Clinical and DCE-CT signs in predicting microvascular invasion in cHCC-ICC

Clinical data

Data of 151 cases of cHCC-ICC from patients who had received dynamic enhanced CT scanning in three hospitals from September 2006 to August 2022 were retrospectively collected.

Inclusion criteria: (1) Age 18\(-\)80 years old; (2) CT indicates liver tumor \(\ge\) 1 cm; (3) Completed the surgical resection of liver tumor, which had been confirmed as cHCC-ICC by postoperative pathology.

Exclusion criteria: (1) Age 0 18 years old or over 80 years old; (2) Poor quality of CT scan image or the phase was incomplete; (3) Those who did not receive resection of the liver tumor but only underwent puncture; (4) Incomplete laboratory test data; (5) Those who had received other treatments before the operation.

Data of levels of alpha-fetoprotein (AFP), carcinoembryonic antigen (CEA), carbohydrate antigen 199 (CA-199), alanine aminotransferase (ALT), aspartate aminotransferase (AST), PLT, total bilirubin (TBIL), and γ-glutamyl transpeptidase (GGT), as well as quantitative analysis results of hepatitis B virus were acquired.

This was a retrospective study approved by the hospital ethics committee. All images and clinical data were acquired from the PACS system; thus, informed consent was exempted.

CT examination equipment 1

Siemens 64 slice CT scanner, scanning parameters: tube voltage 120 kV, tube current automatic mA regulation technology, layer thickness 5 mm; Reconstruction parameters: pitch 1, reconstruction layer thickness 1 mm. The window width was 250 Hu, and the window level was 50 Hu. The tracking monitoring started 10 s after the contrast medium was injected. When the CT value of the monitoring layer reached the trigger threshold, the early arterial phase was acquired at 6 s delay and the late arterial phase was obtained at 8 s delay. The portal vein phase was captured 60 s after injection of the intravenous contrast medium, and the delayed image was obtained 120 s after injecting the contrast medium. The images were transmitted to PACS in DICOM format.

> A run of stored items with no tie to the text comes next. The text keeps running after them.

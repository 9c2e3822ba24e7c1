//! Integration tests for character reference decoding.

use quickcheck_macros::quickcheck;
use wombat_html::decode_entities;
use wombat_html::tokenizer::named_character_references::lookup_entity;

/// Helper to decode text content and collect the reported error codes
fn decode(text: &str) -> (String, Vec<&'static str>) {
    let mut codes = Vec::new();
    let decoded = decode_entities(text, false, |code| codes.push(code));
    (decoded, codes)
}

fn decode_attr(text: &str) -> String {
    decode_entities(text, true, |_| {})
}

#[test]
fn test_basic_named_references() {
    assert_eq!(decode("&lt;&gt;&amp;&quot;&apos;").0, "<>&\"'");
}

#[test]
fn test_common_named_references() {
    assert_eq!(decode("&nbsp;&copy;&mdash;&hellip;&euro;").0, "\u{A0}\u{A9}\u{2014}\u{2026}\u{20AC}");
}

#[test]
fn test_legacy_reference_without_semicolon() {
    let (decoded, codes) = decode("&copy 2024");
    assert_eq!(decoded, "\u{A9} 2024");
    assert_eq!(codes, ["missing-semicolon-after-character-reference"]);
}

#[test]
fn test_legacy_prefix_is_longest_match() {
    assert_eq!(decode("&notit;").0, "\u{AC}it;");
}

#[test]
fn test_modern_reference_needs_semicolon() {
    assert_eq!(decode("&hellip").0, "&hellip");
    assert!(lookup_entity("hellip;").is_some());
}

#[test]
fn test_unknown_named_reference() {
    let (decoded, codes) = decode("&nosuchthing;");
    assert_eq!(decoded, "&nosuchthing;");
    assert_eq!(codes, ["unknown-named-character-reference"]);
}

#[test]
fn test_bare_ampersand_is_text() {
    let (decoded, codes) = decode("fish & chips &");
    assert_eq!(decoded, "fish & chips &");
    assert!(codes.is_empty());
}

// ========== Numeric references ==========

#[test]
fn test_decimal_and_hex() {
    assert_eq!(decode("&#65;&#x42;&#X43;").0, "ABC");
}

#[test]
fn test_numeric_without_semicolon() {
    let (decoded, codes) = decode("&#65x");
    assert_eq!(decoded, "Ax");
    assert_eq!(codes, ["missing-semicolon-after-character-reference"]);
}

#[test]
fn test_numeric_without_digits() {
    let (decoded, codes) = decode("&#;&#x;");
    assert_eq!(decoded, "&#;&#x;");
    assert_eq!(
        codes,
        [
            "absence-of-digits-in-numeric-character-reference",
            "absence-of-digits-in-numeric-character-reference"
        ]
    );
}

#[test]
fn test_null_reference() {
    let (decoded, codes) = decode("&#0;");
    assert_eq!(decoded, "\u{FFFD}");
    assert_eq!(codes, ["null-character-reference"]);
}

#[test]
fn test_out_of_range_reference() {
    let (decoded, codes) = decode("&#x110000;&#99999999999999;");
    assert_eq!(decoded, "\u{FFFD}\u{FFFD}");
    assert_eq!(
        codes,
        [
            "character-reference-outside-unicode-range",
            "character-reference-outside-unicode-range"
        ]
    );
}

#[test]
fn test_surrogate_reference() {
    let (decoded, codes) = decode("&#xD800;");
    assert_eq!(decoded, "\u{FFFD}");
    assert_eq!(codes, ["surrogate-character-reference"]);
}

#[test]
fn test_c1_controls_use_windows_1252() {
    let (decoded, codes) = decode("&#x80;&#x99;&#150;");
    assert_eq!(decoded, "\u{20AC}\u{2122}\u{2013}");
    assert_eq!(codes.len(), 3);
    assert!(codes.iter().all(|&code| code == "control-character-reference"));
}

// ========== Attribute values ==========

#[test]
fn test_attribute_legacy_reference_before_equals_kept() {
    assert_eq!(decode_attr("?a=1&copy=2"), "?a=1&copy=2");
    assert_eq!(decode_attr("?a=1&ampx"), "?a=1&ampx");
}

#[test]
fn test_attribute_reference_with_semicolon_decoded() {
    assert_eq!(decode_attr("a&amp;b"), "a&b");
    assert_eq!(decode_attr("&copy;=2"), "\u{A9}=2");
}

#[test]
fn test_attribute_legacy_reference_at_end_decoded() {
    assert_eq!(decode_attr("x&amp"), "x&");
}

// ========== Properties ==========

#[quickcheck]
fn prop_identity_without_ampersand(text: String) -> bool {
    let text = text.replace('&', "");
    decode_entities(&text, false, |_| {}) == text && decode_entities(&text, true, |_| {}) == text
}
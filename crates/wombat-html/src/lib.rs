//! Error-tolerant HTML tokenizer and tree builder.
//!
//! # Scope
//!
//! This crate implements:
//! - **HTML Tokenizer** ([WHATWG § 13.2.5](https://html.spec.whatwg.org/multipage/parsing.html#tokenization))
//!   - Data, RCDATA, RAWTEXT, PLAINTEXT and tag states
//!   - DOCTYPE, comment, bogus comment and CDATA handling
//!   - Character reference decoding for text and attribute values
//!
//! - **HTML Parser / Tree Builder** ([WHATWG § 13.2.6](https://html.spec.whatwg.org/multipage/parsing.html#tree-construction))
//!   - Document and table insertion modes, frameset modes, and the "text" mode
//!     for raw text elements
//!   - Implicit `html`/`head`/`body`/`tbody`/`tr` insertion
//!   - Quirks mode classification from the DOCTYPE
//!   - SVG and MathML foreign content
//!   - Fragment parsing
//!
//! # Simplifications
//!
//! - Misnested formatting end tags get a one-level adoption step instead of
//!   the full adoption agency algorithm
//! - No foster parenting: stray table content is inserted where it appears
//! - Script content is tokenized as RAWTEXT
//!
//! ```
//! use wombat_html::{parse, ParseOptions};
//!
//! let document = parse("<table><td>x</table>", &ParseOptions::default()).unwrap();
//! assert_eq!(document.query("tbody").len(), 1);
//! assert_eq!(document.query("tr").len(), 1);
//! ```

/// Parse error records.
pub mod error;
/// One-call parsing entry points.
pub mod parse;
/// HTML tree construction.
pub mod parser;
/// Markup event stream.
pub mod stream;
/// HTML tokenizer for converting input into tokens.
pub mod tokenizer;

pub use error::{ParseError, StrictModeError, message_for};
pub use parse::{Document, ParseOptions, parse, parse_bytes, tokenize};
pub use parser::{FragmentContext, InsertionMode, QuirksMode, TreeBuilder, TreeBuilderOpts};
pub use stream::{StreamEvent, stream};
pub use tokenizer::{
    InitialState, RawKind, Token, TokenSink, TokenSinkResult, Tokenizer, TokenizerOpts,
    decode_entities,
};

Equipment 2: GE 64 slice CT scanner (Biograph m CT). Parameters: layer thickness 6 mm, voltage 120 kV, matrix 512 × 512. The hepatic artery phase was 20 ~ 30 s, the portal vein phase was 50 ~ 60 s, the delay phase was 180 ~ 200 s, the window width was 250 ~ 300 HU, and the window level was 40 ~ 80 HU.

Analysis of CT signs

Two radiologists who have been engaged in abdominal imaging diagnosis for more than 15 years analyzed the signs of all cHCC-ICC cases in the PACS system, including whether there was atrophy of the liver lobe, depression of the liver capsule, dilation of the surrounding bile duct, size, edge, shape of the focus, the presence or absence of capsule and lipid inside, CT density, tumor thrombus in the portal vein, enhancement methods in each phase of enhanced scanning, whether there was a peritumoral enhancement in the arterial phase. The evaluators had no prior knowledge of patients’ clinical data. In case of doubt, consultation would be initiated to reach an agreement.

Pathological analysis

Microvascular invasion (MVI) refers to the microscopic observation of cancer cell nests in the vascular lumen lined with endothelial cells, mainly portal vein or hepatic vein branches (including intrathecal vessels). Pathological grading method: M0: no MVI was found; M1 (low-risk group): ≤ 5 MVI, and it occurred in the liver tissue near the cancer; M2 (high-risk group): >5 MVI, or MVI occurring in the liver tissue near the distant cancer. After reading the images, it was found that there were only a few M2 cases in this group, and thus M1 and M2 were combined into the MVI-positive group.

An experienced pathologist (who has 16-year experience in the pathological diagnosis of liver cancer) was asked to review the sections of all cases and evaluate whether cirrhosis was present. The relationship between CT findings and histopathology was jointly determined by radiologists and pathologists.

Specimens were fixed with 4% neutral buffered formaldehyde and embedded in conventional paraffin µM serial sections, routine HE staining and immunohistochemical staining. DAB (3,3’-diaminobenzidine) was used in immunohistochemical (IHC) staining. Hematoxylin was applied for re-staining, prior to which the slides were hydrated. Blue flower was dehydrated and sealed. Factor VIII related antigen (F - VIII Ag) was used to display the microvessels in the lesions.